[Saved data entries]

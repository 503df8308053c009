use std::path::Path;
use std::sync::Mutex;

use rusqlite::Connection;
use rusqlite::types::{Value as SqliteValue, ValueRef};

use crate::error::SQLError;
use crate::traits::{Row, SQLExec, SQLStore, Value};

/// SqliteStore is a SQLStore implementation backed by rusqlite (bundled SQLite).
///
/// One connection behind a mutex: statements are serialized, which is
/// what keeps `atomic` blocks from interleaving.
pub struct SqliteStore {
    conn: Mutex<Connection>,
}

impl SqliteStore {
    /// Open or create a SQLite database at the given path.
    pub fn open(path: &Path) -> Result<Self, SQLError> {
        let conn = Connection::open(path)
            .map_err(|e| SQLError::Connection(e.to_string()))?;

        // WAL for concurrent readers from other processes (backups, sqlite3 shell).
        conn.execute_batch("PRAGMA journal_mode=WAL; PRAGMA foreign_keys=ON;")
            .map_err(|e| SQLError::Connection(e.to_string()))?;

        tracing::debug!(path = %path.display(), "opened sqlite store");
        Ok(Self {
            conn: Mutex::new(conn),
        })
    }

    /// Create an in-memory SQLite database (useful for tests).
    pub fn open_in_memory() -> Result<Self, SQLError> {
        let conn = Connection::open_in_memory()
            .map_err(|e| SQLError::Connection(e.to_string()))?;
        conn.execute_batch("PRAGMA foreign_keys=ON;")
            .map_err(|e| SQLError::Connection(e.to_string()))?;
        Ok(Self {
            conn: Mutex::new(conn),
        })
    }
}

impl From<&Value> for SqliteValue {
    fn from(v: &Value) -> Self {
        match v {
            Value::Null => SqliteValue::Null,
            Value::Integer(i) => SqliteValue::Integer(*i),
            Value::Real(f) => SqliteValue::Real(*f),
            Value::Text(s) => SqliteValue::Text(s.clone()),
            Value::Blob(b) => SqliteValue::Blob(b.clone()),
        }
    }
}

fn from_value_ref(v: ValueRef<'_>) -> Value {
    match v {
        ValueRef::Null => Value::Null,
        ValueRef::Integer(i) => Value::Integer(i),
        ValueRef::Real(f) => Value::Real(f),
        ValueRef::Text(t) => Value::Text(String::from_utf8_lossy(t).into_owned()),
        ValueRef::Blob(b) => Value::Blob(b.to_vec()),
    }
}

fn run_query(conn: &Connection, sql: &str, params: &[Value]) -> Result<Vec<Row>, SQLError> {
    let mut stmt = conn
        .prepare(sql)
        .map_err(|e| SQLError::Query(e.to_string()))?;

    let column_names: Vec<String> = stmt
        .column_names()
        .iter()
        .map(|s| s.to_string())
        .collect();

    let bound = rusqlite::params_from_iter(params.iter().map(SqliteValue::from));
    let rows = stmt
        .query_map(bound, |row| {
            let mut columns = Vec::with_capacity(column_names.len());
            for (i, name) in column_names.iter().enumerate() {
                columns.push((name.clone(), from_value_ref(row.get_ref(i)?)));
            }
            Ok(Row { columns })
        })
        .map_err(|e| SQLError::Query(e.to_string()))?;

    let mut result = Vec::new();
    for row in rows {
        result.push(row.map_err(|e| SQLError::Query(e.to_string()))?);
    }
    Ok(result)
}

fn run_exec(conn: &Connection, sql: &str, params: &[Value]) -> Result<u64, SQLError> {
    let bound = rusqlite::params_from_iter(params.iter().map(SqliteValue::from));
    let affected = conn
        .execute(sql, bound)
        .map_err(|e| SQLError::Execution(e.to_string()))?;
    Ok(affected as u64)
}

/// Executor handed to `atomic` bodies; borrows the open transaction.
struct TxExec<'a> {
    conn: &'a Connection,
}

impl SQLExec for TxExec<'_> {
    fn query(&self, sql: &str, params: &[Value]) -> Result<Vec<Row>, SQLError> {
        run_query(self.conn, sql, params)
    }

    fn exec(&self, sql: &str, params: &[Value]) -> Result<u64, SQLError> {
        run_exec(self.conn, sql, params)
    }
}

impl SQLExec for SqliteStore {
    fn query(&self, sql: &str, params: &[Value]) -> Result<Vec<Row>, SQLError> {
        let conn = self
            .conn
            .lock()
            .map_err(|e| SQLError::Query(e.to_string()))?;
        run_query(&conn, sql, params)
    }

    fn exec(&self, sql: &str, params: &[Value]) -> Result<u64, SQLError> {
        let conn = self
            .conn
            .lock()
            .map_err(|e| SQLError::Execution(e.to_string()))?;
        run_exec(&conn, sql, params)
    }
}

impl SQLStore for SqliteStore {
    fn atomic(
        &self,
        body: &mut dyn FnMut(&dyn SQLExec) -> Result<(), SQLError>,
    ) -> Result<(), SQLError> {
        let mut conn = self
            .conn
            .lock()
            .map_err(|e| SQLError::Execution(e.to_string()))?;
        let tx = conn
            .transaction()
            .map_err(|e| SQLError::Execution(e.to_string()))?;

        // Dropping `tx` on the error path rolls back.
        body(&TxExec { conn: &tx })?;

        tx.commit()
            .map_err(|e| SQLError::Execution(e.to_string()))
    }
}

:: TASK TO COMPLETE ::
Copy out exactly the lines that run from the one holding "impl SQLExec for SqliteStore" through the end of the data above.

:: YOUR SOLUTION ::
impl SQLExec for SqliteStore {
    fn query(&self, sql: &str, params: &[Value]) -> Result<Vec<Row>, SQLError> {
        let conn = self
            .conn
            .lock()
            .map_err(|e| SQLError::Query(e.to_string()))?;
        run_query(&conn, sql, params)
    }

    fn exec(&self, sql: &str, params: &[Value]) -> Result<u64, SQLError> {
        let conn = self
            .conn
            .lock()
            .map_err(|e| SQLError::Execution(e.to_string()))?;
        run_exec(&conn, sql, params)
    }
}

impl SQLStore for SqliteStore {
    fn atomic(
        &self,
        body: &mut dyn FnMut(&dyn SQLExec) -> Result<(), SQLError>,
    ) -> Result<(), SQLError> {
        let mut conn = self
            .conn
            .lock()
            .map_err(|e| SQLError::Execution(e.to_string()))?;
        let tx = conn
            .transaction()
            .map_err(|e| SQLError::Execution(e.to_string()))?;

        // Dropping `tx` on the error path rolls back.
        body(&TxExec { conn: &tx })?;

        tx.commit()
            .map_err(|e| SQLError::Execution(e.to_string()))
    }
}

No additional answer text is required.